//! Template rendering engine with Tera.
//!
//! This module provides the [`TemplateRenderer`] that wraps Tera with the
//! `#{ }` translation, the environment preamble and the function library.

use regex::Regex;
use std::sync::LazyLock;
use strsim::levenshtein;
use tera::{Context as TeraContext, Tera};

use super::context::{Environment, VariableBindings, is_template_identifier};
use super::error::{ErrorLocation, TemplateError};
use super::filters;
use super::syntax::translate;
use crate::constants::{ENV_CONTEXT_KEY, UNKNOWN_LINE};
use crate::diagnostics::WarningCollector;

/// Maximum allowed Levenshtein distance as a percentage of target length for suggestions.
/// This represents a 50% similarity threshold for variable name suggestions.
const SIMILARITY_THRESHOLD_PERCENT: usize = 50;

static VARIABLE_NOT_FOUND: LazyLock<Regex> = LazyLock::new(|| {
    Regex::new(r"Variable `([^`]+)` not found").expect("variable pattern is valid")
});

static LINE_COLUMN: LazyLock<Regex> =
    LazyLock::new(|| Regex::new(r"(\d+):(\d+)").expect("line pattern is valid"));

/// Template renderer over an injected environment.
///
/// A fresh Tera instance is created per render, so renderers hold no state
/// besides the environment and the name used in diagnostics.
pub struct TemplateRenderer<'a> {
    environment: &'a Environment,
    source_name: Option<String>,
}

impl<'a> TemplateRenderer<'a> {
    #[must_use]
    pub fn new(environment: &'a Environment) -> Self {
        Self {
            environment,
            source_name: None,
        }
    }

    /// Name the document in error locations.
    #[must_use]
    pub fn with_source_name(mut self, name: impl Into<String>) -> Self {
        self.source_name = Some(name.into());
        self
    }

    /// Render `body` against `bindings` and the environment.
    ///
    /// Environment entries whose keys are not template identifiers are
    /// skipped and reported to `warnings` when a collector is given.
    ///
    /// # Errors
    ///
    /// Returns a [`TemplateError`] for malformed actions, unknown variables
    /// and failing filters or functions.
    pub fn render(
        &self,
        body: &str,
        bindings: &VariableBindings,
        warnings: Option<&mut WarningCollector>,
    ) -> Result<String, TemplateError> {
        let translated = translate(body, self.source_name.as_deref())?;
        let (preamble, env_values) = environment_preamble(self.environment, warnings);

        let mut context = bindings.to_context()?;
        context.insert(ENV_CONTEXT_KEY, &env_values);

        let mut tera = Tera::default();
        filters::register(&mut tera, self.environment);

        tracing::debug!(
            bindings = bindings.len(),
            environment = env_values.len(),
            "rendering template"
        );

        let template = format!("{preamble}{translated}");
        tera.render_str(&template, &context).map_err(|e| self.parse_tera_error(&e, body, &context))
    }

    /// Parse a Tera error into a structured TemplateError
    fn parse_tera_error(
        &self,
        error: &tera::Error,
        body: &str,
        context: &TeraContext,
    ) -> TemplateError {
        let line_number = extract_line_from_tera_error(error);
        let location = match line_number {
            Some(line) => ErrorLocation::at_line(self.source_name.as_deref(), line, body),
            None => ErrorLocation {
                source_name: self.source_name.clone(),
                ..ErrorLocation::default()
            },
        };

        if let Some(name) = error_chain(error).iter().find_map(|msg| extract_variable_name(msg)) {
            let available_variables = extract_available_variables(context);
            let root = name.split('.').next().unwrap_or(&name);
            let suggestions = find_similar_variables(root, &available_variables);
            return TemplateError::VariableNotFound {
                variable: name,
                available_variables: Box::new(available_variables),
                suggestions: Box::new(suggestions),
                location: Box::new(location),
            };
        }

        let message = format_tera_error(error);
        if error.to_string().starts_with("Failed to parse") {
            TemplateError::SyntaxError {
                message,
                location: Box::new(location),
            }
        } else {
            TemplateError::RenderFailed {
                message,
                location: Box::new(location),
            }
        }
    }
}

/// Render `body` with a one-off [`TemplateRenderer`].
///
/// # Errors
///
/// See [`TemplateRenderer::render`].
pub fn render(
    body: &str,
    bindings: &VariableBindings,
    environment: &Environment,
    warnings: Option<&mut WarningCollector>,
) -> Result<String, TemplateError> {
    TemplateRenderer::new(environment).render(body, bindings, warnings)
}

/// Build the preamble declaring one local per usable environment entry.
///
/// Returns the preamble text and the values it reads from the context. The
/// preamble has no newlines, so it does not shift line numbers.
pub fn environment_preamble(
    environment: &Environment,
    mut warnings: Option<&mut WarningCollector>,
) -> (String, serde_json::Map<String, serde_json::Value>) {
    let mut values = serde_json::Map::new();
    for (key, value) in environment.pairs() {
        if is_template_identifier(key) && key != ENV_CONTEXT_KEY {
            values.insert(key.to_string(), serde_json::Value::String(value.to_string()));
        } else if let Some(collector) = warnings.as_deref_mut() {
            collector.add(
                UNKNOWN_LINE,
                "",
                format!("environment variable \"{key}\" cannot be used in template"),
            );
        }
    }

    let preamble = values
        .keys()
        .map(|key| format!("{{% set {key} = {ENV_CONTEXT_KEY}.{key} %}}"))
        .collect();
    (preamble, values)
}

/// Messages of the error and all of its sources.
fn error_chain(error: &tera::Error) -> Vec<String> {
    use std::error::Error;

    let mut messages = vec![error.to_string()];
    let mut current: Option<&dyn Error> = error.source();
    while let Some(err) = current {
        messages.push(err.to_string());
        current = err.source();
    }
    messages
}

/// Extract variable name from "Variable `foo` not found" message
fn extract_variable_name(error_msg: &str) -> Option<String> {
    VARIABLE_NOT_FOUND.captures(error_msg).map(|caps| caps[1].to_string())
}

/// Names a template can reference: bindings and environment locals.
fn extract_available_variables(context: &TeraContext) -> Vec<String> {
    let mut vars = Vec::new();
    if let serde_json::Value::Object(map) = context.clone().into_json() {
        for (key, value) in map {
            if key == ENV_CONTEXT_KEY {
                if let serde_json::Value::Object(env) = value {
                    vars.extend(env.keys().cloned());
                }
            } else {
                vars.push(key);
            }
        }
    }
    vars.sort();
    vars.dedup();
    vars
}

/// Find similar variable names using Levenshtein distance
fn find_similar_variables(target: &str, available: &[String]) -> Vec<String> {
    let mut scored: Vec<_> =
        available.iter().map(|var| (var.clone(), levenshtein(target, var))).collect();

    scored.sort_by_key(|(_, dist)| *dist);

    // Return top 3 suggestions within reasonable distance
    scored
        .into_iter()
        .filter(|(_, dist)| *dist <= target.len() * SIMILARITY_THRESHOLD_PERCENT / 100)
        .take(3)
        .map(|(var, _)| var)
        .collect()
}

/// Extract line number from Tera error message
///
/// Tera includes line:column information in parse error messages.
/// Examples: "1:7", "15:23", "864:1"
fn extract_line_from_tera_error(error: &tera::Error) -> Option<usize> {
    let error_msg = format!("{:?}", error);
    LINE_COLUMN.captures(&error_msg).and_then(|caps| caps[1].parse::<usize>().ok())
}

/// Format a Tera error with detailed information about what went wrong.
///
/// Walks the error chain and drops Tera's internal one-off template name.
pub fn format_tera_error(error: &tera::Error) -> String {
    let messages: Vec<String> = error_chain(error)
        .into_iter()
        .map(|msg| {
            msg.replace(" while rendering '__tera_one_off'", "")
                .replace("Failed to render '__tera_one_off'", "Template rendering failed")
                .replace("Failed to parse '__tera_one_off'", "Template syntax error")
                .replace("'__tera_one_off'", "template")
                .trim()
                .to_string()
        })
        .filter(|msg| {
            !msg.is_empty() && msg != "Template rendering failed" && msg != "Template syntax error"
        })
        .collect();

    if messages.is_empty() {
        "Template syntax error (see details above)".to_string()
    } else {
        messages.join("\n  → ")
    }
}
__________________________________________________
- [PROBLEM TO WORK ON]
If a line of the material contains the word "used", pick it out and copy it.

- [EXPECTED ANSWER]
/// besides the environment and the name used in diagnostics.
                format!("environment variable \"{key}\" cannot be used in template"),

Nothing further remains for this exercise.